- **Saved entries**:
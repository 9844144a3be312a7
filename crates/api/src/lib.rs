//! HTTP API server with observability for the commerce engine.
//!
//! Provides REST endpoints for cart mutation, checkout, order lifecycle
//! transitions, and administrative product/stock management, with structured
//! logging (tracing) and Prometheus metrics.

pub mod config;
pub mod error;
pub mod routes;

use std::sync::Arc;

use axum::Router;
use axum::routing::{get, patch, post, put};
use checkout::{CartService, CartStore, InMemoryDirectory, OrderService, OrderStore};
use ledger::StockLedger;
use metrics_exporter_prometheus::PrometheusHandle;
use tower_http::cors::{Any, CorsLayer};
use tower_http::trace::TraceLayer;

/// Cart service as wired by this server.
pub type Carts = CartService<StockLedger, InMemoryDirectory>;

/// Order service as wired by this server.
pub type Orders = OrderService<InMemoryDirectory>;

/// Shared application state accessible from all handlers.
pub struct AppState {
    pub ledger: StockLedger,
    pub directory: InMemoryDirectory,
    pub carts: Carts,
    pub orders: Orders,
}

/// Creates the Axum application router with all routes and shared state.
pub fn create_app(state: Arc<AppState>, metrics_handle: PrometheusHandle) -> Router {
    let metrics_router = Router::new()
        .route("/metrics", get(routes::metrics::get))
        .with_state(metrics_handle);

    Router::new()
        .route("/health", get(routes::health::check))
        .route("/users", post(routes::users::create))
        .route("/products", post(routes::products::upsert))
        .route(
            "/products/{id}",
            get(routes::products::get).delete(routes::products::deactivate),
        )
        .route("/products/{id}/stock", put(routes::products::set_stock))
        .route(
            "/products/{id}/stock/reduce",
            post(routes::products::reduce_stock),
        )
        .route(
            "/carts/{user_id}",
            get(routes::carts::get).delete(routes::carts::clear),
        )
        .route("/carts/{user_id}/items", post(routes::carts::add_item))
        .route(
            "/carts/{user_id}/items/{product_id}",
            put(routes::carts::update_item).delete(routes::carts::remove_item),
        )
        .route("/carts/{user_id}/checkout", post(routes::carts::checkout))
        .route("/orders", get(routes::orders::list))
        .route("/orders/recent", get(routes::orders::recent))
        .route("/orders/{id}", get(routes::orders::get))
        .route("/orders/user/{user_id}", get(routes::orders::by_user))
        .route("/orders/status/{status}", get(routes::orders::by_status))
        .route("/orders/{id}/status", patch(routes::orders::set_status))
        .route("/orders/{id}/confirm", post(routes::orders::confirm))
        .route("/orders/{id}/ship", post(routes::orders::ship))
        .route("/orders/{id}/deliver", post(routes::orders::deliver))
        .route("/orders/{id}/cancel", post(routes::orders::cancel))
        .with_state(state)
        .merge(metrics_router)
        .layer(
            CorsLayer::new()
                .allow_origin(Any)
                .allow_methods(Any)
                .allow_headers(Any),
        )
        .layer(TraceLayer::new_for_http())
}

/// Creates the default application state with in-memory stores.
pub fn create_default_state() -> Arc<AppState> {
    let ledger = StockLedger::new();
    let directory = InMemoryDirectory::new();
    let cart_store = CartStore::new();
    let order_store = OrderStore::new();

    let carts = CartService::new(ledger.clone(), directory.clone(), cart_store.clone());
    let orders = OrderService::new(ledger.clone(), directory.clone(), cart_store, order_store);

    Arc::new(AppState {
        ledger,
        directory,
        carts,
        orders,
    })
}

- **Task statement**:
Write out exactly the lines between the start of the entries and the line containing "management, with structured", including that line and the first one.

- **Your solution**:
repository 9844144a3be312a7
filename crates/api/src/lib.rs
//! HTTP API server with observability for the commerce engine.
//!
//! Provides REST endpoints for cart mutation, checkout, order lifecycle
//! transitions, and administrative product/stock management, with structured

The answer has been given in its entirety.